Yenbanwa “Into The Dragon’s Triangle” | Hiroxi Morita (Omniversal Music Research)
When I got in the double cd album Into The Dragon’s Triangle from the three piece progressive rock and early 70′s fusion revival band Yenbanwa, I couldn’t help but have to pick my jaw up from the ground from how much the record sounded like Jimi Hendrix in the year of 1970. As a huge fan of what Hendrix was doing in front in the light and behind the scenes, he was a musician who was starting to blend music into a very rich state that bridged jazz, rock blues and a spiritual state that has been unmatched. Yenbanwa taps into this same cosmic energy Hendrix had gathered in his last year of making records and blasts into the future with a vibratory and powerful statement. Featuring guitar maverick Morita Hiroxi, bassist Weno Shunmey and drummer Okada Masaki, the three have extended the Hendrix framework for note patterns and blistering solo work into something just as timeless and unique in expression. Outside of the strumming patterns and notes that you could parallel to many Hendrix pieces, the freedom and expression rises in a similar fashion. I can’t tell how you much this sounds like Hendrix and with good taste and proper respect to finding their own pathway inside of what Hendrix created.

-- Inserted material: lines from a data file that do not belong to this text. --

use std::sync::Arc;

use serde_json::json;
use sqlx::SqlitePool;
use tracing::{info, warn};

use super::types::{UserAction, UserActionInput};
use crate::accounts::AccountService;
use crate::audit::AuditLogger;
use crate::auth::SessionStore;
use crate::config::AppConfig;
use crate::database::models::User;
use crate::database::now;
use crate::error::AppError;
use crate::validation::require_text;

/// Admin actions on user accounts.
pub struct UserAdmin {
    pool: SqlitePool,
    config: Arc<AppConfig>,
}

impl UserAdmin {
    pub fn new(pool: SqlitePool, config: Arc<AppConfig>) -> Self {
        Self { pool, config }
    }

    pub async fn apply(
        &self,
        admin_id: &str,
        user_id: &str,
        action: UserAction,
        input: UserActionInput,
    ) -> Result<User, AppError> {
        let accounts = AccountService::new(self.pool.clone(), self.config.clone());
        accounts.get_user(user_id).await?;

        let changes = match action {
            UserAction::Verify => {
                sqlx::query("UPDATE users SET is_verified = 1, updated_at = ? WHERE id = ?")
                    .bind(now())
                    .bind(user_id)
                    .execute(&self.pool)
                    .await?;
                json!({ "is_verified": true })
            }
            UserAction::Suspend => {
                if admin_id == user_id {
                    return Err(AppError::validation("You cannot suspend your own account"));
                }
                let reason = require_text("Suspension reason", &input.reason, 500)?;
                sqlx::query(
                    "UPDATE users SET account_suspended = 1, suspension_reason = ?, updated_at = ? WHERE id = ?",
                )
                .bind(&reason)
                .bind(now())
                .bind(user_id)
                .execute(&self.pool)
                .await?;

                let revoked = SessionStore::new(self.pool.clone(), self.config.auth.session_ttl_secs)
                    .revoke_all_for_user(user_id)
                    .await?;
                warn!("User {} suspended by {} ({} sessions revoked)", user_id, admin_id, revoked);
                json!({ "account_suspended": true, "reason": reason })
            }
            UserAction::Activate => {
                sqlx::query(
                    "UPDATE users SET account_suspended = 0, suspension_reason = '', is_active = 1, updated_at = ? WHERE id = ?",
                )
                .bind(now())
                .bind(user_id)
                .execute(&self.pool)
                .await?;
                json!({ "account_suspended": false, "is_active": true })
            }
        };

        AuditLogger::new(self.pool.clone())
            .record(
                Some(admin_id),
                &format!("user.{}", action.as_str()),
                "User",
                user_id,
                changes,
            )
            .await?;

        info!("Admin {} applied {} to user {}", admin_id, action.as_str(), user_id);
        accounts.get_user(user_id).await
    }
}
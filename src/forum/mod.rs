//! Community forum
//!
//! Posts and replies pass through an automatic toxicity screen. Content at
//! the hold threshold waits unpublished for a moderator; content at the flag
//! threshold is published but marked for review.

pub mod moderation;
pub mod service;
pub mod types;

pub use moderation::{screen, toxicity_score, Screening};
pub use service::{ForumService, Viewer};
pub use types::*;
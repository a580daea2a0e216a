//! Audit trail
//!
//! Append-only record of security-relevant actions (registration, admin and
//! moderation decisions) kept for compliance.

pub mod logger;

pub use logger::AuditLogger;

The album starts with the piece “Escape Beyond”. There is no better way to start an album than to get right to the point. Into The Dragon’s Triangle begins with a screaming blast of feedback and launches into a slow burning fusion excursion of palm muting, wah wah and a stunning display of rhythmic strumming. The bass and drums are endlessly locked into groove as the guitar dances around the tightly placed rhythms. Slanted in an electric blues and fusion form, “Escape Beyond” lets up for nothing to hammer out mind blowing part after part. Guitar, bass and drums are a classic set up, one that is slowly loosing its control as more people become isolated with hardware, computers and the rest. To hear a record where three guys are cutting away into intricate forms of vibratory expression is exactly what I needed this year.
A pleasant and really chilled out twist in the album comes with the piece “Pink Clouds, Turquoise Sky”. With an embryonic excursion into a very subdued electric fusion blues, this is one of those exploratory songs that has some of the most soulful solo’s of the album. The intro has that really dreamy blues feel and allows the track to build in the most natural way. As the rhythm is set in place and the track evens out, the guitar solo’s are breath taking. The blues has never sounded more alive in recent times than it does on “Pink Clouds, Turquoise Sky”. You can hear them display so much passion and expression that it becomes intoxicating. With the first disc running through a plethora of guitar heavy tracks, the second disc is no different and extends the lengths of their compositions considerably. The second disc of Into The Dragon’s Triangle is pure jamming bliss with four songs that come in at a little over an hour. Track to track, you hear a group of musicians just cutting away at something very pure. It has to be mentioned again, it’s overwhelming when I hear how close to Hendrix the guitar tone is from Yenbanwa.
If you are looking for unfiltered, pure vibrations in the name of electric blues, fusion, rock and jazz, don’t look any further than the musings found all over Into The Dragon’s Triangle.